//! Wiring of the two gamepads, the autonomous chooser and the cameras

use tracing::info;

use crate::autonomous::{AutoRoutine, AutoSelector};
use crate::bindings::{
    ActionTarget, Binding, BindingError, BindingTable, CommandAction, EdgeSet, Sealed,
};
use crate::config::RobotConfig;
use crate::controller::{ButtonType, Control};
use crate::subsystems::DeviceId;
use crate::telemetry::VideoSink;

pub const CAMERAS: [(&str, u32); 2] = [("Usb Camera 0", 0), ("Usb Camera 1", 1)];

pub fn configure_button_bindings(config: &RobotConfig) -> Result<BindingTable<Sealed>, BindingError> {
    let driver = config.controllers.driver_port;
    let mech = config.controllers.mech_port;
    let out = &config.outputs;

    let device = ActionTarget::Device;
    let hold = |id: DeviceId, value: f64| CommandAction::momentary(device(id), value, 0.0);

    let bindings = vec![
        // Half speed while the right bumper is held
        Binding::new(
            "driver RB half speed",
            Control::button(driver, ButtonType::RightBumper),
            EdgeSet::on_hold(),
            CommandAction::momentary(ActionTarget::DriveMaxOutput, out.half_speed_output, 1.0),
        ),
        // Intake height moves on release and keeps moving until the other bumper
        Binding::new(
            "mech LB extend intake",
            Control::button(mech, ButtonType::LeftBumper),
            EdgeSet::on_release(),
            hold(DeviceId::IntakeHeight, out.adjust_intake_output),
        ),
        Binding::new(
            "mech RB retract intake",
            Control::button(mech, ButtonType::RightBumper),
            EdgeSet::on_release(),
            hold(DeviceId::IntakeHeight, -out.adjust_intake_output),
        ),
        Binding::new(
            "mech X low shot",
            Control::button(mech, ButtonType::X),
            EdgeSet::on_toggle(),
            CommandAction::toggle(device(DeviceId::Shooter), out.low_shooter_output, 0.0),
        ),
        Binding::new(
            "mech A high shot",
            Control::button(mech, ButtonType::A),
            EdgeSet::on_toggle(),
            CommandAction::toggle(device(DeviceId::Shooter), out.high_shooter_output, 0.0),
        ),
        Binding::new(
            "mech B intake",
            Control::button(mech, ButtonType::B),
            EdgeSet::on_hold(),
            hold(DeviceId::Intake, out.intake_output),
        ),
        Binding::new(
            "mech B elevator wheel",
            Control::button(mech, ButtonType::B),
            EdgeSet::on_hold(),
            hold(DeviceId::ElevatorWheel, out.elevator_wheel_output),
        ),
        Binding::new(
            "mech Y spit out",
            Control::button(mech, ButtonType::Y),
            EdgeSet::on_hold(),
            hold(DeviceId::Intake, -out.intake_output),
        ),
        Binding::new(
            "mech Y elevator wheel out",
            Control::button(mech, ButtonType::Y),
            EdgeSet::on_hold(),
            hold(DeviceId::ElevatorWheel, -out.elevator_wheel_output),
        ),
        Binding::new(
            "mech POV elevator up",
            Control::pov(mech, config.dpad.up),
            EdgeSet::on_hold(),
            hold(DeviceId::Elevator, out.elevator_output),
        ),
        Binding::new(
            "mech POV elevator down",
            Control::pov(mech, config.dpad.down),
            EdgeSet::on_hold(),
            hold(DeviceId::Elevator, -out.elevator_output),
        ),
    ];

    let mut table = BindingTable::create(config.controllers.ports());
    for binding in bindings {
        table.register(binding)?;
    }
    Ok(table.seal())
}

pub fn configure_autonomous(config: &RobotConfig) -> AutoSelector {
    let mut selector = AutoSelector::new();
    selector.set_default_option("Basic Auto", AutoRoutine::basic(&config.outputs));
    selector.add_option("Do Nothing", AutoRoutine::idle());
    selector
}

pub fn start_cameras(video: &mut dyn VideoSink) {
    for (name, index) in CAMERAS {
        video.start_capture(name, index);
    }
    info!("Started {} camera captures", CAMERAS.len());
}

- Task to carry out:
An exact reproduction of the data is required. Leave nothing out.

- Output of the task:
//! Wiring of the two gamepads, the autonomous chooser and the cameras

use tracing::info;

use crate::autonomous::{AutoRoutine, AutoSelector};
use crate::bindings::{
    ActionTarget, Binding, BindingError, BindingTable, CommandAction, EdgeSet, Sealed,
};
use crate::config::RobotConfig;
use crate::controller::{ButtonType, Control};
use crate::subsystems::DeviceId;
use crate::telemetry::VideoSink;

pub const CAMERAS: [(&str, u32); 2] = [("Usb Camera 0", 0), ("Usb Camera 1", 1)];

pub fn configure_button_bindings(config: &RobotConfig) -> Result<BindingTable<Sealed>, BindingError> {
    let driver = config.controllers.driver_port;
    let mech = config.controllers.mech_port;
    let out = &config.outputs;

    let device = ActionTarget::Device;
    let hold = |id: DeviceId, value: f64| CommandAction::momentary(device(id), value, 0.0);

    let bindings = vec![
        // Half speed while the right bumper is held
        Binding::new(
            "driver RB half speed",
            Control::button(driver, ButtonType::RightBumper),
            EdgeSet::on_hold(),
            CommandAction::momentary(ActionTarget::DriveMaxOutput, out.half_speed_output, 1.0),
        ),
        // Intake height moves on release and keeps moving until the other bumper
        Binding::new(
            "mech LB extend intake",
            Control::button(mech, ButtonType::LeftBumper),
            EdgeSet::on_release(),
            hold(DeviceId::IntakeHeight, out.adjust_intake_output),
        ),
        Binding::new(
            "mech RB retract intake",
            Control::button(mech, ButtonType::RightBumper),
            EdgeSet::on_release(),
            hold(DeviceId::IntakeHeight, -out.adjust_intake_output),
        ),
        Binding::new(
            "mech X low shot",
            Control::button(mech, ButtonType::X),
            EdgeSet::on_toggle(),
            CommandAction::toggle(device(DeviceId::Shooter), out.low_shooter_output, 0.0),
        ),
        Binding::new(
            "mech A high shot",
            Control::button(mech, ButtonType::A),
            EdgeSet::on_toggle(),
            CommandAction::toggle(device(DeviceId::Shooter), out.high_shooter_output, 0.0),
        ),
        Binding::new(
            "mech B intake",
            Control::button(mech, ButtonType::B),
            EdgeSet::on_hold(),
            hold(DeviceId::Intake, out.intake_output),
        ),
        Binding::new(
            "mech B elevator wheel",
            Control::button(mech, ButtonType::B),
            EdgeSet::on_hold(),
            hold(DeviceId::ElevatorWheel, out.elevator_wheel_output),
        ),
        Binding::new(
            "mech Y spit out",
            Control::button(mech, ButtonType::Y),
            EdgeSet::on_hold(),
            hold(DeviceId::Intake, -out.intake_output),
        ),
        Binding::new(
            "mech Y elevator wheel out",
            Control::button(mech, ButtonType::Y),
            EdgeSet::on_hold(),
            hold(DeviceId::ElevatorWheel, -out.elevator_wheel_output),
        ),
        Binding::new(
            "mech POV elevator up",
            Control::pov(mech, config.dpad.up),
            EdgeSet::on_hold(),
            hold(DeviceId::Elevator, out.elevator_output),
        ),
        Binding::new(
            "mech POV elevator down",
            Control::pov(mech, config.dpad.down),
            EdgeSet::on_hold(),
            hold(DeviceId::Elevator, -out.elevator_output),
        ),
    ];

    let mut table = BindingTable::create(config.controllers.ports());
    for binding in bindings {
        table.register(binding)?;
    }
    Ok(table.seal())
}

pub fn configure_autonomous(config: &RobotConfig) -> AutoSelector {
    let mut selector = AutoSelector::new();
    selector.set_default_option("Basic Auto", AutoRoutine::basic(&config.outputs));
    selector.add_option("Do Nothing", AutoRoutine::idle());
    selector
}

pub fn start_cameras(video: &mut dyn VideoSink) {
    for (name, index) in CAMERAS {
        video.start_capture(name, index);
    }
    info!("Started {} camera captures", CAMERAS.len());
}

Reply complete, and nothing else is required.